The business will hand over its regional operations to MIBB, a Midis Group affiliate. IBM’s software, hardware, cloud, and consulting services will be marketed and sold in these areas by MIBB beginning April 1, 2025.
The change is in line with a new operating model that IBM plans to introduce in a few African nations on April 1, 2025.
“IBM is launching a different operating model in collaboration with MIBB, and they remain dedicated to conducting business in Africa. This new operating model demonstrates IBM’s strong commitment to maintaining its focus in Africa.” In order to secure our clients’ success, IBM will keep investing and innovating in Africa, particularly by continuously developing the most advanced AI and hybrid cloud technologies available,” the company stated in a statement.
In 36 African nations, MIBB will be in charge of marketing and selling IBM’s goods and services.
The general administration transfer by the computer giant emphasized that consumers’ ability to buy IBM goods and services will not be impacted.
Direct access to IBM’s hardware, software, cloud, and consulting services is part of this.
In an email to TechCabal, IBM said MIBB will be in charge of customer relations, operations, and support in the area.
With more than 50 years of experience in Nigeria, IBM has had a big impact and it has significantly influenced the technological landscape of the nation by providing infrastructure and consulting services to important industries including government, banking, telecommunications, and oil and gas.
It served important industries including banking, telecommunications, oil and gas, and government by offering infrastructure and consulting services.
Furthermore, the business has already cut back activities in response to market concerns, so this is not the first time it has done so in Nigeria.
Zenith Bank and other large financial institutions made extensive use of the company’s high-end computer and storage technologies.
However, growing competition from firms like Dell and Huawei, who have increased their presence in the banking industry, caused IBM’s market share in Nigeria to fall.
IBM is one of several IT firms that are reducing their operations or leaving Nigeria. For instance, Microsoft closed its Africa Development Centre in Lagos, which employed more than 100 engineers, last year.
IBM has been facing worldwide financial difficulties outside of Africa. While infrastructure sales fell by 8% in 2024, the corporation reported a 2% reduction in consultancy revenue to $5.18 billion USD.
Despite these difficulties, software sales grew by 10% to reach 7.92 billion USD, driving a 1% increase in IBM’s overall revenue to 17.55 billion USD.
With an anticipated free cash flow of $13.5 billion USD, IBM also reported a net income of $2.92 billion USD in the fourth quarter and forecasted at least a 5% increase in sales in 2025.

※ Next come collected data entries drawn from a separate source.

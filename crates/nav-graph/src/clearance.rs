//! Clearance probing against static level geometry.
//!
//! The graph builder, the path search, and the per-tick smoother all ask the
//! same two questions: "can a disc of radius `r` sit at this point?" and
//! "can it sweep along this segment?".  [`ClearanceOracle`] is that contract.
//! Queries are pure and total — there is no error path; an oracle always
//! resolves to a boolean.
//!
//! Probes must never collide with the probing agent's own body.  The agent's
//! collision-enable flag is treated as a scoped resource via [`ProbeGuard`]:
//! disabled on acquire, unconditionally restored on drop, even when the probe
//! loop exits early.

use std::cell::Cell;

use nav_core::vec2::point_segment_distance;
use nav_core::Vec2;

/// Boolean obstruction queries against a designated static-geometry layer.
pub trait ClearanceOracle {
    /// `true` when no obstruction lies closer than `radius` to `pos`.
    fn point_clear(&self, pos: Vec2, radius: f32) -> bool;

    /// `true` when no obstruction lies within `radius` of the straight
    /// segment `a`–`b` (a capsule sweep).
    fn segment_clear(&self, a: Vec2, b: Vec2, radius: f32) -> bool;
}

impl<T: ClearanceOracle + ?Sized> ClearanceOracle for &T {
    fn point_clear(&self, pos: Vec2, radius: f32) -> bool {
        (**self).point_clear(pos, radius)
    }
    fn segment_clear(&self, a: Vec2, b: Vec2, radius: f32) -> bool {
        (**self).segment_clear(a, b, radius)
    }
}

// ── ProbeGuard ────────────────────────────────────────────────────────────────

/// RAII guard that disables an agent's own collision flag for the duration
/// of a clearance scan.
///
/// The flag is restored to its prior value on drop, so nesting is harmless
/// and early exits from a probe loop cannot leave the agent intangible.
pub struct ProbeGuard<'a> {
    flag: &'a Cell<bool>,
    prior: bool,
}

impl<'a> ProbeGuard<'a> {
    pub fn disable(flag: &'a Cell<bool>) -> Self {
        let prior = flag.get();
        flag.set(false);
        Self { flag, prior }
    }
}

impl Drop for ProbeGuard<'_> {
    fn drop(&mut self) {
        self.flag.set(self.prior);
    }
}

// ── StaticGeometry ────────────────────────────────────────────────────────────

/// A circular obstacle.
#[derive(Copy, Clone, Debug)]
#[cfg_attr(feature = "serde", derive(serde::Serialize, serde::Deserialize))]
pub struct Circle {
    pub center: Vec2,
    pub radius: f32,
}

/// An axis-aligned rectangular obstacle.
#[derive(Copy, Clone, Debug)]
#[cfg_attr(feature = "serde", derive(serde::Serialize, serde::Deserialize))]
pub struct Aabb {
    pub min: Vec2,
    pub max: Vec2,
}

impl Aabb {
    /// Distance from `p` to the rectangle (zero when inside).
    fn distance(&self, p: Vec2) -> f32 {
        let cx = p.x.clamp(self.min.x, self.max.x);
        let cy = p.y.clamp(self.min.y, self.max.y);
        p.distance(Vec2::new(cx, cy))
    }

    /// Segment-vs-rectangle overlap via the slab method, with the rectangle
    /// pre-inflated by the caller.
    fn intersects_segment(&self, a: Vec2, b: Vec2) -> bool {
        let d = b - a;
        let mut t_min = 0.0f32;
        let mut t_max = 1.0f32;

        for (da, pa, lo, hi) in [
            (d.x, a.x, self.min.x, self.max.x),
            (d.y, a.y, self.min.y, self.max.y),
        ] {
            if da.abs() <= f32::EPSILON {
                if pa < lo || pa > hi {
                    return false;
                }
            } else {
                let inv = 1.0 / da;
                let (t0, t1) = ((lo - pa) * inv, (hi - pa) * inv);
                let (t0, t1) = if t0 <= t1 { (t0, t1) } else { (t1, t0) };
                t_min = t_min.max(t0);
                t_max = t_max.min(t1);
                if t_min > t_max {
                    return false;
                }
            }
        }
        true
    }
}

/// The static level layer: an immutable obstacle set implementing
/// [`ClearanceOracle`].
///
/// Circles use exact capsule distance.  Rectangles inflate by the probe
/// radius and test segment overlap, which is marginally conservative at the
/// corners (a rounded corner becomes square).  For a navigation probe that
/// means at worst a slightly wider berth around box corners.
#[derive(Clone, Debug, Default)]
#[cfg_attr(feature = "serde", derive(serde::Serialize, serde::Deserialize))]
pub struct StaticGeometry {
    circles: Vec<Circle>,
    boxes: Vec<Aabb>,
}

impl StaticGeometry {
    /// An empty level — every probe is clear.
    pub fn open() -> Self {
        Self::default()
    }

    pub fn add_circle(&mut self, center: Vec2, radius: f32) -> &mut Self {
        self.circles.push(Circle { center, radius });
        self
    }

    pub fn add_box(&mut self, min: Vec2, max: Vec2) -> &mut Self {
        self.boxes.push(Aabb { min, max });
        self
    }

    /// A wall of thickness `2 * half_width` from `a` to `b`, axis-aligned.
    ///
    /// Convenience for level layouts; `a` and `b` must share an axis.
    pub fn add_wall(&mut self, a: Vec2, b: Vec2, half_width: f32) -> &mut Self {
        let min = Vec2::new(a.x.min(b.x) - half_width, a.y.min(b.y) - half_width);
        let max = Vec2::new(a.x.max(b.x) + half_width, a.y.max(b.y) + half_width);
        self.add_box(min, max)
    }

    pub fn obstacle_count(&self) -> usize {
        self.circles.len() + self.boxes.len()
    }
}

impl ClearanceOracle for StaticGeometry {
    fn point_clear(&self, pos: Vec2, radius: f32) -> bool {
        for c in &self.circles {
            if pos.distance(c.center) < radius + c.radius {
                return false;
            }
        }
        for b in &self.boxes {
            if b.distance(pos) < radius {
                return false;
            }
        }
        true
    }

    fn segment_clear(&self, a: Vec2, b: Vec2, radius: f32) -> bool {
        for c in &self.circles {
            if point_segment_distance(c.center, a, b) < radius + c.radius {
                return false;
            }
        }
        for bx in &self.boxes {
            let inflated = Aabb {
                min: bx.min - Vec2::new(radius, radius),
                max: bx.max + Vec2::new(radius, radius),
            };
            if inflated.intersects_segment(a, b) {
                return false;
            }
        }
        true
    }
}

IBM’s departure from West Africa marks the end of its direct activities there, raising questions about how it would affect regional companies and government collaborations in the long run.
Businesses that have relied on IBM’s goods and services will need to adjust to the change, even if MIBB’s acquisition could open up new avenues for innovation and assistance.
As the African technological ecosystem adapts to the new operating structure, the full impact of this change will become apparent in the upcoming months.